* **Working data**:

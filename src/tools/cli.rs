use std::process::exit;
use std::{fmt::Display, fmt::Formatter};

/// Verbosity of user information
#[derive(Debug)]
pub enum Verbosity {
    Quiet,
    Errors,
    Warnings,
    Info,
    Debug,
    Trace,
}

/// Zip, Unzip
#[derive(Debug)]
pub enum Mode {
    Zip,
    Unzip,
}
impl Display for Mode {
    fn fmt(&self, f: &mut Formatter<'_>) -> std::fmt::Result {
        write!(f, "{:?}", self)
    }
}

#[derive(Debug)]
pub struct BwOpts {
    /// Maximum input block size to process during each loop, in bytes
    pub block_size: usize,
    /// Vec of names of files to read for input
    pub files: Vec<String>,
    /// Silently overwrite existing files with the same name
    pub force_overwrite: bool,
    /// Don't remove input files after processing
    pub keep_input_files: bool,
    /// Compress/Decompress
    pub op_mode: Mode,
    /// Transform chain applied to each block, names joined with '+'
    pub transform: String,
    /// Worker threads available to one block
    pub jobs: usize,
    /// Verbosity of user information
    pub verbose: Verbosity,
}

impl BwOpts {
    pub fn new() -> Self {
        Self {
            block_size: 9 * 1024 * 1024,
            files: vec![],
            force_overwrite: false,
            keep_input_files: false,
            op_mode: Mode::Zip,
            transform: "BWT".to_string(),
            jobs: 4,
            verbose: Verbosity::Errors,
        }
    }
}

impl Default for BwOpts {
    fn default() -> Self {
        Self::new()
    }
}

const VERSION: &str = env!("CARGO_PKG_VERSION");

pub fn bwopts_init() -> BwOpts {
    let mut cli = BwOpts::new();
    {
        let descr = "bwzip, a block-sorting file compressor.";
        println!("{}  Rust version {}", descr, VERSION);
    }

    let args = std::env::args().skip(1);
    for mut arg in args {
        if arg.starts_with("--") {
            if let Some(chain) = arg.strip_prefix("--transform=") {
                cli.transform = chain.to_uppercase();
                continue;
            }
            if let Some(jobs) = arg.strip_prefix("--jobs=") {
                cli.jobs = jobs.parse().unwrap_or(1).max(1);
                continue;
            }
            match arg.as_str() {
                "--help" => help(),
                "--decompress" => cli.op_mode = Mode::Unzip,
                "--compress" => cli.op_mode = Mode::Zip,
                "--keep" => cli.keep_input_files = true,
                "--force" => cli.force_overwrite = true,
                "--quiet" => cli.verbose = Verbosity::Quiet,
                "--verbose" => cli.verbose = Verbosity::Errors,
                "--version" => version(),
                "--fast" => cli.block_size = 1024 * 1024,
                "--best" => cli.block_size = 9 * 1024 * 1024,
                other => eprintln!("Unexpected command line argument: {}", other),
            }
        } else if arg.starts_with('-') {
            arg.remove(0);
            while !arg.is_empty() {
                // Count the v's to set the verbosity, then drop them all
                if arg.starts_with('v') {
                    let vs = arg.chars().take_while(|&c| c == 'v').count();
                    cli.verbose = match vs {
                        1 => Verbosity::Errors,
                        2 => Verbosity::Warnings,
                        3 => Verbosity::Info,
                        4 => Verbosity::Debug,
                        _ => Verbosity::Trace,
                    };
                    for _ in 0..vs {
                        arg.remove(0);
                    }
                    continue;
                }
                let c = arg.remove(0);
                match c {
                    'h' => help(),
                    'd' => cli.op_mode = Mode::Unzip,
                    'z' => cli.op_mode = Mode::Zip,
                    'k' => cli.keep_input_files = true,
                    'f' => cli.force_overwrite = true,
                    'q' => cli.verbose = Verbosity::Quiet,
                    'V' => version(),
                    '1'..='9' => cli.block_size = (c as usize - '0' as usize) * 1024 * 1024,
                    _ => {
                        eprintln!("Unexpected command line argument: {}", c);
                        help()
                    }
                }
            }
        } else {
            cli.files.push(arg);
        };
    }

    // Set the log level
    match cli.verbose {
        Verbosity::Quiet => log::set_max_level(log::LevelFilter::Off),
        Verbosity::Errors => log::set_max_level(log::LevelFilter::Error),
        Verbosity::Warnings => log::set_max_level(log::LevelFilter::Warn),
        Verbosity::Info => log::set_max_level(log::LevelFilter::Info),
        Verbosity::Debug => log::set_max_level(log::LevelFilter::Debug),
        Verbosity::Trace => log::set_max_level(log::LevelFilter::Trace),
    };
    cli
}

/// Prints help information
fn help() {
    println!(
        "
   usage: bwzip [flags and input files in any order]

   -h --help           print this message
   -d --decompress     force decompression
   -z --compress       force compression
   -k --keep           keep (don't delete) input files
   -f --force          overwrite existing output files
   -q --quiet          suppress noncritical error messages
   -v --verbose        be verbose (a 2nd -v gives more)
   -V --version        display software version
   -1 .. -9            set block size to 1m .. 9m
   --fast              alias for -1
   --best              alias for -9
   --transform=CHAIN   transform chain, e.g. BWT, ROLZ, ROLZX, UTF8+BWT
   --jobs=N            worker threads available to one block

    If invoked as `bwzip', default action is to compress.

   You can combine short flags, so `-v -4' means the same as -v4 or -4v, &c.
   "
    );
    exit(0);
}

fn version() {
    println!("Version: {}, written in Rust", VERSION);
    exit(0);
}
//! Block pipeline: container format and the compress/decompress drivers.
//!
//! The stream is a small header naming the transform chain, then one record
//! per block. Each record carries a stage mask so a declined transform can
//! drop out of one block without affecting the next; a block nothing could
//! improve travels raw.
//!
//! Record layout:
//!
//! ```text
//! mode(1)          bit i: transform stage i applied; bit 7: entropy applied
//! orig_len(4, BE)  bytes the block decodes back to
//! mid_len(4, BE)   bytes after the transform chain, before entropy
//! stored_len(4, BE)
//! payload(stored_len)
//! ```
//!
pub mod compress;
pub mod decompress;

pub use compress::compress_stream;
pub use decompress::decompress_stream;

pub const STREAM_MAGIC: [u8; 4] = *b"BWZ1";
pub const STREAM_VERSION: u8 = 1;
/// Entropy stage marker in the block mode byte.
pub const MODE_ENTROPY: u8 = 0x80;

#[cfg(test)]
mod test {
    use super::*;
    use crate::tools::context::Context;

    fn ctx(chain: &str, block_size: usize) -> Context {
        let mut ctx = Context::new();
        ctx.put_str("transform", chain);
        ctx.put_int("blockSize", block_size as i64);
        ctx.put_int("jobs", 2);
        ctx.put_str("entropy", "FPAQ");
        ctx
    }

    fn text(n: usize) -> Vec<u8> {
        b"compression pipelines move blocks through reversible transforms. "
            .iter()
            .cycle()
            .take(n)
            .copied()
            .collect()
    }

    fn noise(n: usize) -> Vec<u8> {
        let mut seed = 31_u64;
        (0..n)
            .map(|_| {
                seed = seed.wrapping_mul(6364136223846793005).wrapping_add(1442695040888963407);
                (seed >> 56) as u8
            })
            .collect()
    }

    fn round_trip(chain: &str, data: &[u8], block_size: usize) -> usize {
        let packed = compress_stream(data, &ctx(chain, block_size)).unwrap();
        let out = decompress_stream(&packed, &ctx(chain, block_size)).unwrap();
        assert_eq!(out, data, "chain {} must round trip", chain);
        packed.len()
    }

    #[test]
    fn bwt_chain_test() {
        let data = text(200_000);
        let packed = round_trip("BWT", &data, 65536);
        assert!(packed < data.len());
    }

    #[test]
    fn rolz_chain_test() {
        let data = text(150_000);
        let packed = round_trip("ROLZ", &data, 65536);
        assert!(packed < data.len() / 2);
    }

    #[test]
    fn rolzx_chain_test() {
        let data = text(150_000);
        let packed = round_trip("ROLZX", &data, 65536);
        assert!(packed < data.len() / 2);
    }

    #[test]
    fn none_chain_test() {
        let data = text(10_000);
        round_trip("NONE", &data, 4096);
    }

    #[test]
    fn multi_block_test() {
        let data = text(50_000);
        round_trip("BWT", &data, 4096);
    }

    #[test]
    fn noise_stored_raw_test() {
        // Incompressible input: every stage declines, blocks travel raw with
        // only the container overhead on top
        let data = noise(65536);
        let packed = compress_stream(&data, &ctx("ROLZ", 65536)).unwrap();
        assert!(packed.len() <= data.len() + 64);
        let out = decompress_stream(&packed, &ctx("ROLZ", 65536)).unwrap();
        assert_eq!(out, data);
    }

    #[test]
    fn empty_stream_test() {
        round_trip("BWT", &[], 65536);
    }

    #[test]
    fn truncated_stream_test() {
        let data = text(20_000);
        let packed = compress_stream(&data, &ctx("BWT", 65536)).unwrap();
        assert!(decompress_stream(&packed[..packed.len() / 2], &ctx("BWT", 65536)).is_err());
        assert!(decompress_stream(&packed[..3], &ctx("BWT", 65536)).is_err());
    }
}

* **About this exercise**: Please output the lines of the listing above that fall in the stretch from the one with "pub mod decompress;" through the one with "fn ctx(chain: &str, block_size: usize)", exactly and only those.

* **Answer for this exercise**:
pub mod decompress;

pub use compress::compress_stream;
pub use decompress::decompress_stream;

pub const STREAM_MAGIC: [u8; 4] = *b"BWZ1";
pub const STREAM_VERSION: u8 = 1;
/// Entropy stage marker in the block mode byte.
pub const MODE_ENTROPY: u8 = 0x80;

#[cfg(test)]
mod test {
    use super::*;
    use crate::tools::context::Context;

    fn ctx(chain: &str, block_size: usize) -> Context {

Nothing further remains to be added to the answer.